Shrinking, atomised working class reshapes politics

Henry Ergas
Jeremy Corbyn and Jacinda Ardern have been somewhat successful in revitalising the left.
Jeremy Corbyn and Jacinda Ardern have been somewhat successful in revitalising the left.

Before a sudden collapse in her polling numbers overnight, “Jacindamania” looked set to propel Jacinda Ardern, the New Zealand Labour Party’s 37-year-old leader, into the prime ministership. No doubt local factors will play a role: having been in gov­ernment almost a decade, the ­National Party, despite a solid ­record, has struggled to convince voters it has much to offer.

But significant as those factors will be, Ardern’s strong run also ­reflects a broader revitalisation of the left in the advanced democracies. Central to the turnaround is a virulent rejection by the left of the pro-market policies it had adopted in response to the Thatcher-Reagan revolution.

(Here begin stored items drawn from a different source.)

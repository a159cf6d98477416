use crate::adapters::outbound::filesystem::{CsvReportWriter, XlsxReportWriter};
use crate::application::dto::ReportFormat;
use crate::ports::outbound::ReportWriter;

/// Factory for creating report writers
///
/// This factory encapsulates the creation logic for the report writer
/// implementations. It belongs in the application layer as it selects
/// infrastructure adapters based on application needs.
pub struct ReportWriterFactory;

impl ReportWriterFactory {
    /// Creates a writer instance for the specified report format
    ///
    /// # Examples
    /// ```
    /// use bom_rollup::application::dto::ReportFormat;
    /// use bom_rollup::application::factories::ReportWriterFactory;
    ///
    /// let writer = ReportWriterFactory::create(ReportFormat::Csv);
    /// ```
    pub fn create(format: ReportFormat) -> Box<dyn ReportWriter> {
        match format {
            ReportFormat::Xlsx => Box::new(XlsxReportWriter::new()),
            ReportFormat::Csv => Box::new(CsvReportWriter::new()),
        }
    }
}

Some leaders, such as Ardern in New Zealand and Jeremy Corbyn in Britain, make that rejection ­explicit; others, including Bill Shorten in Australia, praise the ­reforms of the 1980s but only so as to bury them.

In part the move away from those policies could be seen as a delayed reaction to the global ­financial crisis and the European debt crisis that followed it. Given a financial collapse, a recession and a prolonged period of slow growth, it is unsurprising that the legitimacy of market economies would be eroded, and that of market-­oriented reforms with it.

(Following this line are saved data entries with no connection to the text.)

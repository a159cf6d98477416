/// ProgressReporter port for reporting progress during a roll-up
///
/// This port abstracts user-facing progress output (e.g., to stderr).
/// It is separate from diagnostic logging, which goes through `tracing`.
pub trait ProgressReporter {
    /// Reports a progress message
    ///
    /// # Arguments
    /// * `message` - The progress message to report
    fn report(&self, message: &str);

    /// Reports progress of the traversal
    ///
    /// # Arguments
    /// * `current` - Edges walked so far
    /// * `total` - Total number of edges
    /// * `message` - Optional message to include
    fn report_progress(&self, current: usize, total: usize, message: Option<&str>);

    /// Reports an error or warning message
    ///
    /// # Arguments
    /// * `message` - The error/warning message
    fn report_error(&self, message: &str);

    /// Reports completion of an operation
    ///
    /// # Arguments
    /// * `message` - Completion message
    fn report_completion(&self, message: &str);
}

But there are also deeper forces at work. After all, despite the crisis, the left has not done especially well in the advanced democracies. In the 70s the major social democratic parties typically won almost half the popular vote; in this decade, their average vote share has been below 35 per cent, with some once strong centre-left parties, such as the Labour Party in The Netherlands and the Socialists in France, just about wiped out.

At the heart of that decline lie the difficulties the left has had in adapting to longer-term changes in social structure.

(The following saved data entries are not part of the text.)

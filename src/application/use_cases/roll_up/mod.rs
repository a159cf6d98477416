use crate::application::dto::{RollupRequest, RollupResponse};
use crate::ports::inbound::RollupPort;
use crate::ports::outbound::{PartCatalog, ProgressReporter, ReportWriter};
use crate::rollup::domain::{BomEdge, PartId, PartNumber, PartsByParent, RequiredQuantities};
use crate::rollup::services::{BomIndexer, RollupCalculator};
use crate::shared::Result;
use tracing::{debug, info, warn};

/// RollUpUseCase - Core use case for the BoM quantity roll-up
///
/// This use case orchestrates one run using generic dependency
/// injection for all infrastructure dependencies.
///
/// # Type Parameters
/// * `C` - PartCatalog implementation
/// * `W` - ReportWriter implementation
/// * `PR` - ProgressReporter implementation
pub struct RollUpUseCase<C, W, PR> {
    part_catalog: C,
    report_writer: W,
    progress_reporter: PR,
}

impl<C, W, PR> RollUpUseCase<C, W, PR>
where
    C: PartCatalog,
    W: ReportWriter,
    PR: ProgressReporter,
{
    /// Creates a new RollUpUseCase with injected dependencies
    pub fn new(part_catalog: C, report_writer: W, progress_reporter: PR) -> Self {
        Self {
            part_catalog,
            report_writer,
            progress_reporter,
        }
    }

    /// Executes the roll-up use case
    ///
    /// # Arguments
    /// * `request` - Roll-up request containing the report destination
    ///
    /// # Returns
    /// RollupResponse with the computed totals. When the BoM is empty the
    /// response is empty and no report is written.
    pub fn execute(&self, request: RollupRequest) -> Result<RollupResponse> {
        // Step 1: Fetch the flat edge list
        let edges = self.fetch_edges()?;

        if edges.is_empty() {
            warn!("No data returned from BoM, nothing to roll up");
            self.progress_reporter
                .report_error("⚠️  Warning: No data returned from BoM API. No report written.");
            return Ok(RollupResponse::empty());
        }

        // Step 2: Index by parent
        let index = BomIndexer::group_by_parent(&edges);
        debug!(
            parents = index.parent_count(),
            edges = index.edge_count(),
            "Indexed bill of materials"
        );

        // Step 3: Multiply and accumulate from the root
        let required = self.calculate(&index)?;

        // Step 4: Persist
        self.write(&required, &request)?;

        Ok(RollupResponse::new(required, edges.len(), true))
    }

    fn fetch_edges(&self) -> Result<Vec<BomEdge>> {
        self.progress_reporter
            .report("📖 Fetching bill of materials from BoM API...");

        let edges = self.part_catalog.fetch_bill_of_materials()?;

        info!(edges = edges.len(), "Fetched bill of materials");
        self.progress_reporter
            .report(&format!("✅ Fetched {} BoM edge(s)", edges.len()));

        Ok(edges)
    }

    fn calculate(&self, index: &PartsByParent) -> Result<RequiredQuantities> {
        self.progress_reporter
            .report("🔍 Calculating required quantities...");

        let total = index.edge_count();
        let mut walked = 0;
        let mut resolve = |part_id: PartId| -> Result<PartNumber> {
            let record = self.part_catalog.resolve_part_number(part_id)?;
            let part_number = record.display_number();

            // Shared subassemblies are walked once per occurrence, so visits can exceed edges
            walked += 1;
            self.progress_reporter.report_progress(
                walked.min(total),
                total,
                Some(&format!("Resolved part {}", part_id)),
            );

            Ok(part_number)
        };

        let required = RollupCalculator::roll_up(index, &mut resolve).map_err(|e| {
            self.progress_reporter
                .report_error("❌ Roll-up stopped before all parts were resolved");
            e
        })?;

        info!(
            parts = required.len(),
            total_quantity = required.total_quantity(),
            "Calculated required quantities"
        );

        Ok(required)
    }

    fn write(&self, required: &RequiredQuantities, request: &RollupRequest) -> Result<()> {
        self.report_writer
            .write_report(required, &request.output_path)?;

        info!(path = %request.output_path.display(), rows = required.len(), "Report written");
        self.progress_reporter.report_completion(&format!(
            "✅ Report complete: {} ({} part number(s))",
            request.output_path.display(),
            required.len()
        ));

        Ok(())
    }
}

impl<C, W, PR> RollupPort for RollUpUseCase<C, W, PR>
where
    C: PartCatalog,
    W: ReportWriter,
    PR: ProgressReporter,
{
    fn run(&self, request: RollupRequest) -> Result<RollupResponse> {
        self.execute(request)
    }
}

The traditional working class accounts for a shrinking share of the population. And while manual workers used to be concentrated in large factories, in today’s economy they are scattered across small workplaces, making them harder to mobilise. As a result, centre-left parties, which once secured more than 60 per cent of their votes from manual workers, have sought new, middle-class, constituencies.

They have, to some extent, succeeded: for example, Britain’s ­Labour Party, which in the 60s secured 75 per cent of its votes from manual workers, now ­obtains more votes from the intelligentsia — tertiary-educated voters in the public sector and the professions — than from the working class.

But that has come at a steep cost. To begin with, unlike the centre left’s historic base, with its emotional commitment to the labour movement, the intelligentsia is fickle: retaining its support ­requires massive public spending. And it is not only filthy lucre that is involved: as might be expected, the intelligentsia, while highly sensitive to the hip pocket nerve, places great weight on symbolic issues that range from renewable energy to ethnic diversity.

As a result, social democratic parties, which tended to focus on bread-and-butter politics, have emphasised policies that primarily reflect the intelligentsia’s interests and values.

However, as Geoffrey Evans and James Tilley show in their brilliant new book, The New Politics of Class, there is a gulf between the intelligentsia’s preferences and the views of working-class voters.

British working-class voters, the two Oxford professors demonstrate, remain deeply socially ­conservative; indeed, the gap ­between their position and that of the intelligentsia has widened over recent decades, significantly exceeding the differences on economic issues.

It is not that working-class voters are necessarily less tolerant than their more highly educated counterparts: as Evans and Tilley note, the intelligentsia can be ­exceptionally closed minded.

But the typical white working-class voter continues to believe in the traditional family, views high levels of immigration as harmful and has little patience for multi­culturalism.

With “liberal” positions on all those issues having become central to Labour Party policy, just 23 per cent of voters at the 2015 election regarded it as a party of the working class, down from 65 per cent in 1966.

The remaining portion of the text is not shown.